Task statement — The complete listing should be restated word for word.

Dataset —

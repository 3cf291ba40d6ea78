//! Output formatting for kata-cli (table, json, csv)

use clap::ValueEnum;
use colored::Colorize;
use kata_client::{ScanItem, ScanState, SubmitResult};
use serde::Serialize;
use std::borrow::Cow;
use tabled::{Table, Tabled};

/// Output format options
#[derive(Debug, Clone, Copy, Default, PartialEq, Eq, ValueEnum)]
pub enum OutputFormat {
    /// ASCII table format (default)
    #[default]
    Table,
    /// JSON format
    Json,
    /// CSV format
    Csv,
}

impl OutputFormat {
    /// Parse the value stored in the config file
    pub fn from_config(value: &str) -> Option<Self> {
        <Self as ValueEnum>::from_str(value, true).ok()
    }
}

/// Context for output rendering
pub struct OutputContext {
    pub format: OutputFormat,
    pub quiet: bool,
}

impl OutputContext {
    pub fn new(format: OutputFormat, no_color: bool, quiet: bool) -> Self {
        if no_color {
            colored::control::set_override(false);
        }
        Self { format, quiet }
    }

    /// Print a success message (unless in quiet mode)
    pub fn success(&self, msg: &str) {
        if !self.quiet {
            eprintln!("{}", msg.green());
        }
    }

    /// Print an info message (unless in quiet mode)
    pub fn info(&self, msg: &str) {
        if !self.quiet {
            eprintln!("{}", msg);
        }
    }

    /// Print a warning message
    pub fn warn(&self, msg: &str) {
        eprintln!("{}", msg.yellow());
    }

    /// Print an error message
    pub fn error(&self, msg: &str) {
        eprintln!("{}", msg.red());
    }

    /// Print data in the configured format
    pub fn print<T: Tabled + Serialize>(&self, data: &[T]) {
        match self.format {
            OutputFormat::Table => {
                if data.is_empty() {
                    if !self.quiet {
                        println!("No scans");
                    }
                } else {
                    let table = Table::new(data).to_string();
                    println!("{}", table);
                }
            }
            OutputFormat::Json => {
                println!(
                    "{}",
                    serde_json::to_string_pretty(data).unwrap_or_else(|_| "[]".to_string())
                );
            }
            OutputFormat::Csv => {
                print_csv(data);
            }
        }
    }

    /// Print a single item in the configured format
    pub fn print_one<T: Tabled + Serialize>(&self, data: &T) {
        match self.format {
            OutputFormat::Table => {
                let table = Table::new([data]).to_string();
                println!("{}", table);
            }
            OutputFormat::Json => {
                println!(
                    "{}",
                    serde_json::to_string_pretty(data).unwrap_or_else(|_| "{}".to_string())
                );
            }
            OutputFormat::Csv => {
                print_csv(std::slice::from_ref(data));
            }
        }
    }
}

/// Print data as CSV
fn print_csv<T: Tabled>(data: &[T]) {
    for line in csv_lines(data) {
        println!("{}", line);
    }
}

/// CSV header plus one line per row, columns in table order
fn csv_lines<T: Tabled>(data: &[T]) -> Vec<String> {
    if data.is_empty() {
        return Vec::new();
    }

    std::iter::once(csv_line(&T::headers()))
        .chain(data.iter().map(|row| csv_line(&row.fields())))
        .collect()
}

fn csv_line(cells: &[Cow<'_, str>]) -> String {
    cells
        .iter()
        .map(|cell| escape_csv(cell))
        .collect::<Vec<_>>()
        .join(",")
}

/// Escape a value for CSV output
fn escape_csv(value: &str) -> String {
    if value.contains(',') || value.contains('"') || value.contains('\n') {
        format!("\"{}\"", value.replace('"', "\"\""))
    } else {
        value.to_string()
    }
}

// =============================================================================
// Display types for commands
// =============================================================================

/// Scan state display for scans and wait commands
#[derive(Debug, Tabled, Serialize)]
pub struct ScanRow {
    #[tabled(rename = "Scan ID")]
    pub scan_id: String,
    #[tabled(rename = "State")]
    pub state: String,
    #[tabled(rename = "Verdict")]
    pub verdict: String,
}

impl From<&ScanItem> for ScanRow {
    fn from(item: &ScanItem) -> Self {
        Self {
            scan_id: item
                .scan_id
                .as_ref()
                .map(ToString::to_string)
                .unwrap_or_else(|| "-".to_string()),
            state: if item.state.is_empty() {
                "-".to_string()
            } else {
                item.state
                    .iter()
                    .map(ScanState::as_str)
                    .collect::<Vec<_>>()
                    .join(", ")
            },
            verdict: verdict(&item.state).to_string(),
        }
    }
}

/// Summarize a state set; a detection outranks every other terminal state
pub fn verdict(states: &[ScanState]) -> &'static str {
    if states.contains(&ScanState::Detect) {
        "malicious"
    } else if states.contains(&ScanState::Error) {
        "error"
    } else if states.contains(&ScanState::Timeout) {
        "timed out"
    } else if states.contains(&ScanState::NotDetected) {
        "clean"
    } else {
        "pending"
    }
}

/// Submission display for submit command
#[derive(Debug, Tabled, Serialize)]
pub struct SubmitRow {
    #[tabled(rename = "Scan ID")]
    pub scan_id: String,
    #[tabled(rename = "HTTP")]
    pub status: u16,
    #[tabled(rename = "Accepted")]
    pub ok: bool,
    #[tabled(rename = "Message")]
    pub message: String,
}

impl From<&SubmitResult> for SubmitRow {
    fn from(result: &SubmitResult) -> Self {
        Self {
            scan_id: result.scan_id.to_string(),
            status: result.status,
            ok: result.ok,
            message: result.message.clone().unwrap_or_default(),
        }
    }
}

#[cfg(test)]
mod tests {
    use super::*;
    use kata_client::ScanId;

    #[test]
    fn test_escape_csv() {
        assert_eq!(escape_csv("plain"), "plain");
        assert_eq!(escape_csv("a,b"), "\"a,b\"");
        assert_eq!(escape_csv("say \"hi\""), "\"say \"\"hi\"\"\"");
    }

    #[test]
    fn test_csv_columns_follow_table_order() {
        let row = SubmitRow {
            scan_id: "007".to_string(),
            status: 200,
            ok: true,
            message: "OK, queued".to_string(),
        };
        assert_eq!(
            csv_lines(std::slice::from_ref(&row)),
            vec![
                "Scan ID,HTTP,Accepted,Message".to_string(),
                "007,200,true,\"OK, queued\"".to_string(),
            ]
        );
        assert!(csv_lines::<ScanRow>(&[]).is_empty());
    }

    #[test]
    fn test_verdict() {
        assert_eq!(verdict(&[ScanState::Processing]), "pending");
        assert_eq!(verdict(&[]), "pending");
        assert_eq!(verdict(&[ScanState::NotDetected]), "clean");
        assert_eq!(
            verdict(&[ScanState::NotDetected, ScanState::Detect]),
            "malicious"
        );
        assert_eq!(verdict(&[ScanState::Processing, ScanState::Timeout]), "timed out");
    }

    #[test]
    fn test_scan_row() {
        let row = ScanRow::from(&ScanItem {
            scan_id: Some(ScanId::Integer(7)),
            state: vec![ScanState::Processing, ScanState::Error],
        });
        assert_eq!(row.scan_id, "7");
        assert_eq!(row.state, "processing, error");
        assert_eq!(row.verdict, "error");

        let row = ScanRow::from(&ScanItem {
            scan_id: None,
            state: vec![],
        });
        assert_eq!(row.scan_id, "-");
        assert_eq!(row.state, "-");
    }

    #[test]
    fn test_output_format_from_config() {
        assert_eq!(OutputFormat::from_config("json"), Some(OutputFormat::Json));
        assert_eq!(OutputFormat::from_config("CSV"), Some(OutputFormat::Csv));
        assert_eq!(OutputFormat::from_config("yaml"), None);
    }
}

Reply —
repository 3cf291ba40d6ea78
//! Output formatting for kata-cli (table, json, csv)

use clap::ValueEnum;
use colored::Colorize;
use kata_client::{ScanItem, ScanState, SubmitResult};
use serde::Serialize;
use std::borrow::Cow;
use tabled::{Table, Tabled};

/// Output format options
#[derive(Debug, Clone, Copy, Default, PartialEq, Eq, ValueEnum)]
pub enum OutputFormat {
    /// ASCII table format (default)
    #[default]
    Table,
    /// JSON format
    Json,
    /// CSV format
    Csv,
}

impl OutputFormat {
    /// Parse the value stored in the config file
    pub fn from_config(value: &str) -> Option<Self> {
        <Self as ValueEnum>::from_str(value, true).ok()
    }
}

/// Context for output rendering
pub struct OutputContext {
    pub format: OutputFormat,
    pub quiet: bool,
}

impl OutputContext {
    pub fn new(format: OutputFormat, no_color: bool, quiet: bool) -> Self {
        if no_color {
            colored::control::set_override(false);
        }
        Self { format, quiet }
    }

    /// Print a success message (unless in quiet mode)
    pub fn success(&self, msg: &str) {
        if !self.quiet {
            eprintln!("{}", msg.green());
        }
    }

    /// Print an info message (unless in quiet mode)
    pub fn info(&self, msg: &str) {
        if !self.quiet {
            eprintln!("{}", msg);
        }
    }

    /// Print a warning message
    pub fn warn(&self, msg: &str) {
        eprintln!("{}", msg.yellow());
    }

    /// Print an error message
    pub fn error(&self, msg: &str) {
        eprintln!("{}", msg.red());
    }

    /// Print data in the configured format
    pub fn print<T: Tabled + Serialize>(&self, data: &[T]) {
        match self.format {
            OutputFormat::Table => {
                if data.is_empty() {
                    if !self.quiet {
                        println!("No scans");
                    }
                } else {
                    let table = Table::new(data).to_string();
                    println!("{}", table);
                }
            }
            OutputFormat::Json => {
                println!(
                    "{}",
                    serde_json::to_string_pretty(data).unwrap_or_else(|_| "[]".to_string())
                );
            }
            OutputFormat::Csv => {
                print_csv(data);
            }
        }
    }

    /// Print a single item in the configured format
    pub fn print_one<T: Tabled + Serialize>(&self, data: &T) {
        match self.format {
            OutputFormat::Table => {
                let table = Table::new([data]).to_string();
                println!("{}", table);
            }
            OutputFormat::Json => {
                println!(
                    "{}",
                    serde_json::to_string_pretty(data).unwrap_or_else(|_| "{}".to_string())
                );
            }
            OutputFormat::Csv => {
                print_csv(std::slice::from_ref(data));
            }
        }
    }
}

/// Print data as CSV
fn print_csv<T: Tabled>(data: &[T]) {
    for line in csv_lines(data) {
        println!("{}", line);
    }
}

/// CSV header plus one line per row, columns in table order
fn csv_lines<T: Tabled>(data: &[T]) -> Vec<String> {
    if data.is_empty() {
        return Vec::new();
    }

    std::iter::once(csv_line(&T::headers()))
        .chain(data.iter().map(|row| csv_line(&row.fields())))
        .collect()
}

fn csv_line(cells: &[Cow<'_, str>]) -> String {
    cells
        .iter()
        .map(|cell| escape_csv(cell))
        .collect::<Vec<_>>()
        .join(",")
}

/// Escape a value for CSV output
fn escape_csv(value: &str) -> String {
    if value.contains(',') || value.contains('"') || value.contains('\n') {
        format!("\"{}\"", value.replace('"', "\"\""))
    } else {
        value.to_string()
    }
}

// =============================================================================
// Display types for commands
// =============================================================================

/// Scan state display for scans and wait commands
#[derive(Debug, Tabled, Serialize)]
pub struct ScanRow {
    #[tabled(rename = "Scan ID")]
    pub scan_id: String,
    #[tabled(rename = "State")]
    pub state: String,
    #[tabled(rename = "Verdict")]
    pub verdict: String,
}

impl From<&ScanItem> for ScanRow {
    fn from(item: &ScanItem) -> Self {
        Self {
            scan_id: item
                .scan_id
                .as_ref()
                .map(ToString::to_string)
                .unwrap_or_else(|| "-".to_string()),
            state: if item.state.is_empty() {
                "-".to_string()
            } else {
                item.state
                    .iter()
                    .map(ScanState::as_str)
                    .collect::<Vec<_>>()
                    .join(", ")
            },
            verdict: verdict(&item.state).to_string(),
        }
    }
}

/// Summarize a state set; a detection outranks every other terminal state
pub fn verdict(states: &[ScanState]) -> &'static str {
    if states.contains(&ScanState::Detect) {
        "malicious"
    } else if states.contains(&ScanState::Error) {
        "error"
    } else if states.contains(&ScanState::Timeout) {
        "timed out"
    } else if states.contains(&ScanState::NotDetected) {
        "clean"
    } else {
        "pending"
    }
}

/// Submission display for submit command
#[derive(Debug, Tabled, Serialize)]
pub struct SubmitRow {
    #[tabled(rename = "Scan ID")]
    pub scan_id: String,
    #[tabled(rename = "HTTP")]
    pub status: u16,
    #[tabled(rename = "Accepted")]
    pub ok: bool,
    #[tabled(rename = "Message")]
    pub message: String,
}

impl From<&SubmitResult> for SubmitRow {
    fn from(result: &SubmitResult) -> Self {
        Self {
            scan_id: result.scan_id.to_string(),
            status: result.status,
            ok: result.ok,
            message: result.message.clone().unwrap_or_default(),
        }
    }
}

#[cfg(test)]
mod tests {
    use super::*;
    use kata_client::ScanId;

    #[test]
    fn test_escape_csv() {
        assert_eq!(escape_csv("plain"), "plain");
        assert_eq!(escape_csv("a,b"), "\"a,b\"");
        assert_eq!(escape_csv("say \"hi\""), "\"say \"\"hi\"\"\"");
    }

    #[test]
    fn test_csv_columns_follow_table_order() {
        let row = SubmitRow {
            scan_id: "007".to_string(),
            status: 200,
            ok: true,
            message: "OK, queued".to_string(),
        };
        assert_eq!(
            csv_lines(std::slice::from_ref(&row)),
            vec![
                "Scan ID,HTTP,Accepted,Message".to_string(),
                "007,200,true,\"OK, queued\"".to_string(),
            ]
        );
        assert!(csv_lines::<ScanRow>(&[]).is_empty());
    }

    #[test]
    fn test_verdict() {
        assert_eq!(verdict(&[ScanState::Processing]), "pending");
        assert_eq!(verdict(&[]), "pending");
        assert_eq!(verdict(&[ScanState::NotDetected]), "clean");
        assert_eq!(
            verdict(&[ScanState::NotDetected, ScanState::Detect]),
            "malicious"
        );
        assert_eq!(verdict(&[ScanState::Processing, ScanState::Timeout]), "timed out");
    }

    #[test]
    fn test_scan_row() {
        let row = ScanRow::from(&ScanItem {
            scan_id: Some(ScanId::Integer(7)),
            state: vec![ScanState::Processing, ScanState::Error],
        });
        assert_eq!(row.scan_id, "7");
        assert_eq!(row.state, "processing, error");
        assert_eq!(row.verdict, "error");

        let row = ScanRow::from(&ScanItem {
            scan_id: None,
            state: vec![],
        });
        assert_eq!(row.scan_id, "-");
        assert_eq!(row.state, "-");
    }

    #[test]
    fn test_output_format_from_config() {
        assert_eq!(OutputFormat::from_config("json"), Some(OutputFormat::Json));
        assert_eq!(OutputFormat::from_config("CSV"), Some(OutputFormat::Csv));
        assert_eq!(OutputFormat::from_config("yaml"), None);
    }
}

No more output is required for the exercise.